_Assignment_
Your answer must be every line below, repeated exactly.

_Information provided_
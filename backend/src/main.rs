#[macro_use] extern crate rocket;

use dotenv::dotenv;
use log::{error, info, warn};

use rocket::fairing::{self, AdHoc, Fairing, Info, Kind};
use rocket::http::{Header, Status};
use rocket::response::status;
use rocket::serde::json::Json;
use rocket::{Build, Request, Response, Rocket, State};

mod auth;
mod config;
mod notes;
mod structs;

use auth::Admin;
use config::AppConfig;
use notes::Notes;
use structs::{Note, NoteBody, NoteId, NoteInput, NotePatch, NoteVector};

pub struct CORS;

#[rocket::async_trait]
impl Fairing for CORS {
    fn info(&self) -> Info {
        Info {
            name: "Add CORS headers to responses",
            kind: Kind::Response
        }
    }

    async fn on_response<'r>(&self, _request: &'r Request<'_>, response: &mut Response<'r>) {
        response.set_header(Header::new("Access-Control-Allow-Origin", "*"));
        response.set_header(Header::new("Access-Control-Allow-Methods", "GET, POST, PUT, PATCH, DELETE, OPTIONS"));
        response.set_header(Header::new("Access-Control-Allow-Headers", "*"));
        response.set_header(Header::new("Access-Control-Allow-Credentials", "true"));
    }
}

#[launch]
fn rocket() -> _ {
    dotenv().ok();

    app().attach(AdHoc::try_on_ignite("Admin directory", load_admin_directory))
}

/// Everything except the admin directory, which the caller manages.
fn app() -> Rocket<Build> {
    rocket::build()
        .attach(CORS)
        .manage(Notes::new())
        .mount("/notes", routes![
            create_note, list_notes, get_note, replace_note, patch_note, delete_note, preflight,
        ])
        .register("/", catchers![unauthorized, forbidden, internal_error])
}

async fn load_admin_directory(rocket: Rocket<Build>) -> fairing::Result {
    let config = match rocket.figment().extract::<AppConfig>() {
        Ok(config) => config,
        Err(e) => {
            error!("Invalid admin configuration: {}", e);
            return Err(rocket);
        }
    };

    if !config.has_admins() {
        warn!("No admins configured, every note request will be refused");
    }

    Ok(rocket.manage(config.admin_directory()))
}

// Routes //////////////////////////////////////////////////////////////////////////////////////////

#[post("/", data = "<note>")]
fn create_note(_admin: Admin, notes: &State<Notes>, note: NoteBody<NoteInput>) -> status::NoContent {
    let NoteInput { title, content, user } = note.into_inner();
    let id = notes.add(title, content, user);
    info!("Created note {}", id);

    status::NoContent
}

// The caller's token doubles as the owner key.
#[get("/")]
fn list_notes(admin: Admin, notes: &State<Notes>) -> Json<NoteVector> {
    Json(notes.get_by_user(admin.token()))
}

#[get("/<id>")]
fn get_note(_admin: Admin, id: NoteId, notes: &State<Notes>) -> Result<Json<Note>, status::NotFound<String>> {
    id.value()
        .and_then(|key| notes.get_by_id(key))
        .map(Json)
        .ok_or_else(|| status::NotFound(format!("Note with ID {} was not found.", id)))
}

#[put("/<id>", data = "<note>")]
fn replace_note(
    _admin: Admin,
    id: NoteId,
    notes: &State<Notes>,
    note: NoteBody<NoteInput>,
) -> Result<status::NoContent, status::NotFound<String>> {
    let existing = find_note(notes, id)?;
    let NoteInput { title, content, user } = note.into_inner();
    store_update(notes, existing.id, title, content, user);

    Ok(status::NoContent)
}

#[patch("/<id>", data = "<patch>")]
fn patch_note(
    _admin: Admin,
    id: NoteId,
    notes: &State<Notes>,
    patch: NoteBody<NotePatch>,
) -> Result<status::NoContent, status::NotFound<String>> {
    let existing = find_note(notes, id)?;
    let NoteInput { title, content, user } = patch.into_inner().apply(&existing);
    store_update(notes, existing.id, title, content, user);

    Ok(status::NoContent)
}

#[delete("/<id>")]
fn delete_note(_admin: Admin, id: NoteId, notes: &State<Notes>) -> Result<status::NoContent, status::NotFound<String>> {
    let existing = find_note(notes, id)?;
    if notes.remove_by_id(existing.id) {
        info!("Deleted note {}", existing.id);
    }

    Ok(status::NoContent)
}

/// CORS preflight. Answers without an `Admin` guard since browsers send no credentials here.
#[options("/<_..>")]
fn preflight() -> Status {
    Status::Ok
}

// Catchers ////////////////////////////////////////////////////////////////////////////////////////

#[catch(401)]
fn unauthorized() -> &'static str {
    "Unauthorized"
}

#[catch(403)]
fn forbidden() -> &'static str {
    "Forbidden"
}

#[catch(500)]
fn internal_error() -> &'static str {
    "Internal Server Error"
}

// Store helpers ///////////////////////////////////////////////////////////////////////////////////

fn find_note(notes: &Notes, id: NoteId) -> Result<Note, status::NotFound<String>> {
    id.value()
        .and_then(|key| notes.get_by_id(key))
        .ok_or_else(|| status::NotFound(format!("Die Notiz mit ID {} wurde nicht gefunden.", id)))
}

// Lookup and update are separate calls; a concurrent delete in between makes this a no-op.
fn store_update(notes: &Notes, id: i64, title: String, content: String, user: String) {
    if !notes.update(id, title, content, user) {
        warn!("Note {} disappeared before it could be updated", id);
    }
}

_Output for this task_
filename backend/src/main.rs
#[macro_use] extern crate rocket;

use dotenv::dotenv;
use log::{error, info, warn};

use rocket::fairing::{self, AdHoc, Fairing, Info, Kind};
use rocket::http::{Header, Status};
use rocket::response::status;
use rocket::serde::json::Json;
use rocket::{Build, Request, Response, Rocket, State};

mod auth;
mod config;
mod notes;
mod structs;

use auth::Admin;
use config::AppConfig;
use notes::Notes;
use structs::{Note, NoteBody, NoteId, NoteInput, NotePatch, NoteVector};

pub struct CORS;

#[rocket::async_trait]
impl Fairing for CORS {
    fn info(&self) -> Info {
        Info {
            name: "Add CORS headers to responses",
            kind: Kind::Response
        }
    }

    async fn on_response<'r>(&self, _request: &'r Request<'_>, response: &mut Response<'r>) {
        response.set_header(Header::new("Access-Control-Allow-Origin", "*"));
        response.set_header(Header::new("Access-Control-Allow-Methods", "GET, POST, PUT, PATCH, DELETE, OPTIONS"));
        response.set_header(Header::new("Access-Control-Allow-Headers", "*"));
        response.set_header(Header::new("Access-Control-Allow-Credentials", "true"));
    }
}

#[launch]
fn rocket() -> _ {
    dotenv().ok();

    app().attach(AdHoc::try_on_ignite("Admin directory", load_admin_directory))
}

/// Everything except the admin directory, which the caller manages.
fn app() -> Rocket<Build> {
    rocket::build()
        .attach(CORS)
        .manage(Notes::new())
        .mount("/notes", routes![
            create_note, list_notes, get_note, replace_note, patch_note, delete_note, preflight,
        ])
        .register("/", catchers![unauthorized, forbidden, internal_error])
}

async fn load_admin_directory(rocket: Rocket<Build>) -> fairing::Result {
    let config = match rocket.figment().extract::<AppConfig>() {
        Ok(config) => config,
        Err(e) => {
            error!("Invalid admin configuration: {}", e);
            return Err(rocket);
        }
    };

    if !config.has_admins() {
        warn!("No admins configured, every note request will be refused");
    }

    Ok(rocket.manage(config.admin_directory()))
}

// Routes //////////////////////////////////////////////////////////////////////////////////////////

#[post("/", data = "<note>")]
fn create_note(_admin: Admin, notes: &State<Notes>, note: NoteBody<NoteInput>) -> status::NoContent {
    let NoteInput { title, content, user } = note.into_inner();
    let id = notes.add(title, content, user);
    info!("Created note {}", id);

    status::NoContent
}

// The caller's token doubles as the owner key.
#[get("/")]
fn list_notes(admin: Admin, notes: &State<Notes>) -> Json<NoteVector> {
    Json(notes.get_by_user(admin.token()))
}

#[get("/<id>")]
fn get_note(_admin: Admin, id: NoteId, notes: &State<Notes>) -> Result<Json<Note>, status::NotFound<String>> {
    id.value()
        .and_then(|key| notes.get_by_id(key))
        .map(Json)
        .ok_or_else(|| status::NotFound(format!("Note with ID {} was not found.", id)))
}

#[put("/<id>", data = "<note>")]
fn replace_note(
    _admin: Admin,
    id: NoteId,
    notes: &State<Notes>,
    note: NoteBody<NoteInput>,
) -> Result<status::NoContent, status::NotFound<String>> {
    let existing = find_note(notes, id)?;
    let NoteInput { title, content, user } = note.into_inner();
    store_update(notes, existing.id, title, content, user);

    Ok(status::NoContent)
}

#[patch("/<id>", data = "<patch>")]
fn patch_note(
    _admin: Admin,
    id: NoteId,
    notes: &State<Notes>,
    patch: NoteBody<NotePatch>,
) -> Result<status::NoContent, status::NotFound<String>> {
    let existing = find_note(notes, id)?;
    let NoteInput { title, content, user } = patch.into_inner().apply(&existing);
    store_update(notes, existing.id, title, content, user);

    Ok(status::NoContent)
}

#[delete("/<id>")]
fn delete_note(_admin: Admin, id: NoteId, notes: &State<Notes>) -> Result<status::NoContent, status::NotFound<String>> {
    let existing = find_note(notes, id)?;
    if notes.remove_by_id(existing.id) {
        info!("Deleted note {}", existing.id);
    }

    Ok(status::NoContent)
}

/// CORS preflight. Answers without an `Admin` guard since browsers send no credentials here.
#[options("/<_..>")]
fn preflight() -> Status {
    Status::Ok
}

// Catchers ////////////////////////////////////////////////////////////////////////////////////////

#[catch(401)]
fn unauthorized() -> &'static str {
    "Unauthorized"
}

#[catch(403)]
fn forbidden() -> &'static str {
    "Forbidden"
}

#[catch(500)]
fn internal_error() -> &'static str {
    "Internal Server Error"
}

// Store helpers ///////////////////////////////////////////////////////////////////////////////////

fn find_note(notes: &Notes, id: NoteId) -> Result<Note, status::NotFound<String>> {
    id.value()
        .and_then(|key| notes.get_by_id(key))
        .ok_or_else(|| status::NotFound(format!("Die Notiz mit ID {} wurde nicht gefunden.", id)))
}

// Lookup and update are separate calls; a concurrent delete in between makes this a no-op.
fn store_update(notes: &Notes, id: i64, title: String, content: String, user: String) {
    if !notes.update(id, title, content, user) {
        warn!("Note {} disappeared before it could be updated", id);
    }
}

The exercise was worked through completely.